Dans son arrêt du 25 juin 1999, le Tribunal administratif de Neuchâtel confirme la décision du Département cantonal de l'instruction publique et des affaires culturelles, d'autoriser le port du «foulard islamique» par une fille, alors âgée de 12 ans, à l'école publique obligatoire de La Chaux-de-Fonds; ceci alors que la commission scolaire avait interdit le port du foulard. Par cette décision, le Tribunal administratif semble avoir pris une décision conforme à l'approche «dynamique et intégrative» en matière de liberté de religion et de laïcité de l'école publique. 2 Les arguments retenus par le Tribunal dans un débat hautement symbolique, voire idéologique, reflètent une certaine vision de l'enfance et du poids relatif accordé aux droits subjectifs de l'enfant. Les arguments en matière d'égalité de traitement entre les sexes à l'école méritent cependant une deuxième lecture.


1. LA POSITION DU TRIBUNAL DE NEUCHATEL


Les manifestations extérieures d'une conviction, comme le port du «foulard islamique» par une fille, peuvent être limitées. Le droit constitutionnel suisse, ainsi que l'article 9 de la Convention européenne des droits de l'homme (CEDH) imposent trois conditions pour que des limitations à la liberté de religion soient jugées acceptables. Ces conditions, qui doivent être remplies conjointement, concernent:

• la question de la légalité des mesures;

• la légitimité du but recherché; et

• le principe de la proportionnalité.

En l'espèce, après avoir statué que les dispositions de la Loi cantonale sur l'organisation scolaire constituent une base légale formelle suffisante pour fonder une restriction aux libertés individuelles des élèves de l'école publique communale (cons. 4.b.), le Tribunal administratif de Neuchâtel écarte du débat les arguments liés aux principes de la laïcité de l'Etat et de l'enseignement.

A ce sujet, le Tribunal affirme que la laïcité «pose certaines exigences à la collectivité dont dépend l'école publique, mais non pas aux usagers de cette dernière.» La laïcité de l'enseignement, qui dans d'autres contextes peut certainement constituer un but légitime, 3 n'est alors pas en concurrence avec l'intérêt privé de l'élève à ce que soit sauvegardée sa liberté religieuse; les deux intérêts ne doivent ainsi pas être mis en balance (cons. 5.b.).

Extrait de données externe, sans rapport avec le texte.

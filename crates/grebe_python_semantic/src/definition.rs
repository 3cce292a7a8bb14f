use indexmap::IndexSet;
use ruff_python_ast::name::Name;
use ruff_text_size::TextRange;
use rustc_hash::FxBuildHasher;

use crate::node_key::{NodeKey, NodeKind};

/// ID of a [`Def`] in the analyzer's arena.
///
/// The def-use graph is cyclic (a loop body can make a definition one of its
/// own users), so defs reference each other by id rather than by ownership.
#[derive(Copy, Clone, Debug, PartialEq, Eq, Hash, PartialOrd, Ord)]
pub struct DefId(u32);

impl DefId {
    pub(crate) fn from_usize(index: usize) -> Self {
        Self(u32::try_from(index).expect("fewer than 2^32 definitions per module"))
    }

    pub fn as_usize(self) -> usize {
        self.0 as usize
    }
}

pub(crate) type DefSet = IndexSet<DefId, FxBuildHasher>;

/// What a definition record stands for.
#[derive(Clone, Debug, PartialEq, Eq)]
pub enum DefKind {
    /// A name binding: assignment target, parameter, loop or `with` target,
    /// handler or pattern name, named-expression target.
    Name(Name),
    /// A `def` (sync or async).
    Function(Name),
    /// A `class`.
    Class(Name),
    /// An import alias; the name is the one actually bound (the as-name, the
    /// root segment of a dotted import, or `*`).
    Alias(Name),
    /// One of the interpreter's builtin names, seeded before analysis.
    Builtin(&'static str),
    /// The implicit `__class__` cell installed in class bodies.
    ClassCell,
    /// Any other value-producing node, identified by its kind tag.
    Node(NodeKind),
}

/// A node of the def-use graph: either a binding site or a value-producing
/// expression, together with the ordered set of defs consuming its value.
#[derive(Debug)]
pub struct Def {
    kind: DefKind,
    node: Option<NodeKey>,
    range: TextRange,
    users: DefSet,
}

impl Def {
    /// The name this definition binds, or its node-kind tag when it binds
    /// nothing (used for display).
    pub fn name(&self) -> &str {
        match &self.kind {
            DefKind::Name(name)
            | DefKind::Function(name)
            | DefKind::Class(name)
            | DefKind::Alias(name) => name.as_str(),
            DefKind::Builtin(name) => name,
            DefKind::ClassCell => "__class__",
            DefKind::Node(kind) => kind.as_str(),
        }
    }

    pub fn kind(&self) -> &DefKind {
        &self.kind
    }

    /// Key of the AST node this def wraps; `None` for synthetic defs
    /// (builtins, `__class__`).
    pub fn node(&self) -> Option<NodeKey> {
        self.node
    }

    pub fn range(&self) -> TextRange {
        self.range
    }

    /// The defs holding a reference to this one, in insertion order.
    pub fn users(&self) -> impl ExactSizeIterator<Item = DefId> + '_ {
        self.users.iter().copied()
    }
}

/// Append-only arena of definition records.
#[derive(Debug, Default)]
pub struct Defs {
    defs: Vec<Def>,
}

impl Defs {
    pub(crate) fn alloc(&mut self, kind: DefKind, node: Option<NodeKey>, range: TextRange) -> DefId {
        let id = DefId::from_usize(self.defs.len());
        self.defs.push(Def {
            kind,
            node,
            range,
            users: DefSet::default(),
        });
        id
    }

    pub(crate) fn add_user(&mut self, def: DefId, user: DefId) {
        self.defs[def.as_usize()].users.insert(user);
    }

    pub fn len(&self) -> usize {
        self.defs.len()
    }

    pub fn is_empty(&self) -> bool {
        self.defs.is_empty()
    }

    /// Render one definition chain, following users depth-first. A def
    /// reached again on its own path prints as a back-reference `(#N)` where
    /// `N` is its position on that path.
    pub fn render(&self, def: DefId) -> String {
        let mut path = Vec::new();
        self.render_onto(def, &mut path)
    }

    fn render_onto(&self, def: DefId, path: &mut Vec<DefId>) -> String {
        if let Some(position) = path.iter().position(|&ancestor| ancestor == def) {
            return format!("(#{position})");
        }
        path.push(def);
        let record = &self[def];
        let mut users = Vec::with_capacity(record.users.len());
        for &user in &record.users {
            users.push(self.render_onto(user, path));
        }
        path.pop();
        format!("{} -> ({})", record.name(), users.join(", "))
    }
}

impl std::ops::Index<DefId> for Defs {
    type Output = Def;

    fn index(&self, id: DefId) -> &Def {
        &self.defs[id.as_usize()]
    }
}

#[cfg(test)]
mod tests {
    use super::*;

    fn name_def(defs: &mut Defs, name: &str) -> DefId {
        defs.alloc(DefKind::Name(Name::new(name)), None, TextRange::default())
    }

    #[test]
    fn render_follows_users() {
        let mut defs = Defs::default();
        let a = name_def(&mut defs, "a");
        let use_a = name_def(&mut defs, "a");
        let binop = defs.alloc(DefKind::Node(NodeKind::BinOp), None, TextRange::default());
        defs.add_user(a, use_a);
        defs.add_user(use_a, binop);
        assert_eq!(defs.render(a), "a -> (a -> (BinOp -> ()))");
    }

    #[test]
    fn render_breaks_cycles_with_back_references() {
        let mut defs = Defs::default();
        let a = name_def(&mut defs, "a");
        let b = name_def(&mut defs, "a");
        defs.add_user(a, b);
        defs.add_user(b, b);
        assert_eq!(defs.render(a), "a -> (a -> ((#1)))");
    }

    #[test]
    fn users_deduplicate_but_keep_order() {
        let mut defs = Defs::default();
        let a = name_def(&mut defs, "a");
        let first = name_def(&mut defs, "x");
        let second = name_def(&mut defs, "y");
        defs.add_user(a, first);
        defs.add_user(a, second);
        defs.add_user(a, first);
        let users: Vec<DefId> = defs[a].users().collect();
        assert_eq!(users, [first, second]);
    }
}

Il reste encore à statuer sur les arguments liés à l'égalité de traitement entre les sexes. En se référant au Tribunal fédéral, le Tribunal administratif de Neuchâtel considère qu’il s’agit d’une valeur fondamentale de notre société, consacrée par une disposition constitutionnelle expresse, qui doit être prise en compte à l'école. Les juges cantonaux affirment que le port du foulard est difficilement conciliable avec ce principe. 4 Remplissant ainsi la condition de poursuite d’un but légitime, il y a lieu d'effectuer la pesée entre le principe de l'égalité de traitement des sexes et la liberté de religion. Le Tribunal administratif s'engage alors dans une évaluation du cas pour savoir si l'interdiction de porter le foulard est conforme au principe de la proportionnalité ou, en d'autres termes, si elle «constitue une mesure nécessaire dans une société démocratique» (voir article 9.2 CEDH).

Le Tribunal administratif affirme que, si comme le craint la commission scolaire, la fille se trouve sous l'emprise paternelle, l'insistance à imposer l'abandon du voile conduirait sans conteste à la priver de l'enseignement public car elle se verrait ou bien retirée ou bien renvoyée de l'école. 5

La mesure prise par la commission scolaire pourrait même aller dans le sens contraire du but recherché: privée de l'école publique, oĂą la jeune pourra-t-elle apprendre la «cause des femmes»?


2. LE DROIT DE L'ENFANT A LA LIBERTE DE RELIGION


L'interdiction du port d'un foulard islamique imposée par l'école publique de La Chaux-de-Fonds à une fille de religion islamique est analysée par le Tribunal administratif sous l'angle de la liberté de pensée, de conscience et de religion. S'agissant d'une mineure d'âge (de moins de seize ans), deux aspects différents de cette liberté sont en cause.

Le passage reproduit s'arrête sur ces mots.